[[ Extracted material open ]]

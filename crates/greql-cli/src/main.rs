//! GReQL CLI - run regular path searches over JSON graphs.
//!
//! Loads a graph and an automaton from JSON files and runs one of the
//! searches on them: reachability, path verification, reachable sets,
//! path systems and slices.

mod commands;
mod input;
mod output;

use clap::{Args, Parser, Subcommand, ValueEnum};
use std::path::PathBuf;

/// Regular path expression search tool.
///
/// Every search reads a graph file and an automaton file; vertices and
/// edges are referred to by the names used in the graph file.
#[derive(Parser)]
#[command(name = "greql")]
#[command(author, version, about, long_about = None)]
struct Cli {
    #[command(subcommand)]
    command: Commands,

    /// Output format
    #[arg(long, global = true, default_value = "table")]
    format: OutputFormat,

    /// Suppress output and log messages
    #[arg(long, short, global = true)]
    quiet: bool,

    /// Enable verbose debug logging
    #[arg(long, short, global = true)]
    verbose: bool,
}

/// Output format options.
#[derive(Clone, Copy, ValueEnum, Default)]
enum OutputFormat {
    /// Human-readable table format (default for TTY)
    #[default]
    Table,
    /// Machine-readable JSON format
    Json,
}

/// Inputs and limits shared by every search.
#[derive(Args)]
struct SearchArgs {
    /// Graph file (JSON)
    #[arg(long, short)]
    graph: PathBuf,

    /// Automaton file (JSON)
    #[arg(long, short)]
    automaton: PathBuf,

    /// Abort when more (vertex, state) pairs are queued
    #[arg(long)]
    max_queue: Option<usize>,

    /// Abort when more (vertex, state) pairs are visited
    #[arg(long)]
    max_markers: Option<usize>,

    /// Abort a search running longer than this
    #[arg(long)]
    timeout_ms: Option<u64>,
}

/// Available commands.
#[derive(Subcommand)]
enum Commands {
    /// Display graph (and automaton) information
    Info {
        /// Graph file (JSON)
        #[arg(long, short)]
        graph: PathBuf,

        /// Automaton file (JSON)
        #[arg(long, short)]
        automaton: Option<PathBuf>,
    },

    /// Test whether an accepted path leads from one vertex to another
    Reach {
        #[command(flatten)]
        search: SearchArgs,

        /// Start vertex
        #[arg(long)]
        from: String,

        /// Target vertex
        #[arg(long)]
        to: String,
    },

    /// Test whether the automaton accepts a path
    Matches {
        #[command(flatten)]
        search: SearchArgs,

        /// Alternating vertex and edge names, e.g. `a,e1,b,e2,c`
        #[arg(long, value_delimiter = ',', required = true)]
        path: Vec<String>,
    },

    /// List the vertices at the end of an accepted path
    Reachable {
        #[command(flatten)]
        search: SearchArgs,

        /// Start vertex (repeatable)
        #[arg(long, required = true)]
        from: Vec<String>,
    },

    /// Build the path system rooted at a vertex
    PathSystem {
        #[command(flatten)]
        search: SearchArgs,

        /// Root vertex
        #[arg(long)]
        from: String,

        /// Also print one path to every leaf
        #[arg(long)]
        paths: bool,
    },

    /// Build the slice rooted at a set of vertices
    Slice {
        #[command(flatten)]
        search: SearchArgs,

        /// Root vertex (repeatable)
        #[arg(long, required = true)]
        from: Vec<String>,

        /// Also print every path to this vertex
        #[arg(long)]
        paths_to: Option<String>,
    },
}

fn main() {
    let cli = Cli::parse();

    // Set up logging based on verbosity
    if cli.verbose {
        tracing_subscriber::fmt()
            .with_max_level(tracing::Level::DEBUG)
            .with_writer(std::io::stderr)
            .init();
    } else if !cli.quiet {
        tracing_subscriber::fmt()
            .with_max_level(tracing::Level::INFO)
            .with_writer(std::io::stderr)
            .init();
    }

    let result = match &cli.command {
        Commands::Info { graph, automaton } => {
            commands::info::run(graph, automaton.as_deref(), cli.format, cli.quiet)
        }
        Commands::Reach { search, from, to } => commands::reach::run(search, from, to, cli.format, cli.quiet),
        Commands::Matches { search, path } => commands::matches::run(search, path, cli.format, cli.quiet),
        Commands::Reachable { search, from } => commands::reachable::run(search, from, cli.format, cli.quiet),
        Commands::PathSystem { search, from, paths } => {
            commands::path_system::run(search, from, *paths, cli.format, cli.quiet)
        }
        Commands::Slice {
            search,
            from,
            paths_to,
        } => commands::slice::run(search, from, paths_to.as_deref(), cli.format, cli.quiet),
    };

    if let Err(e) = result {
        eprintln!("Error: {:#}", e);
        std::process::exit(1);
    }
}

[[ Extracted material closed ]]

*Instructions to follow*
Each line in the listing above that contains "readable" should be copied.

*Task solution*
    /// Human-readable table format (default for TTY)
    /// Machine-readable JSON format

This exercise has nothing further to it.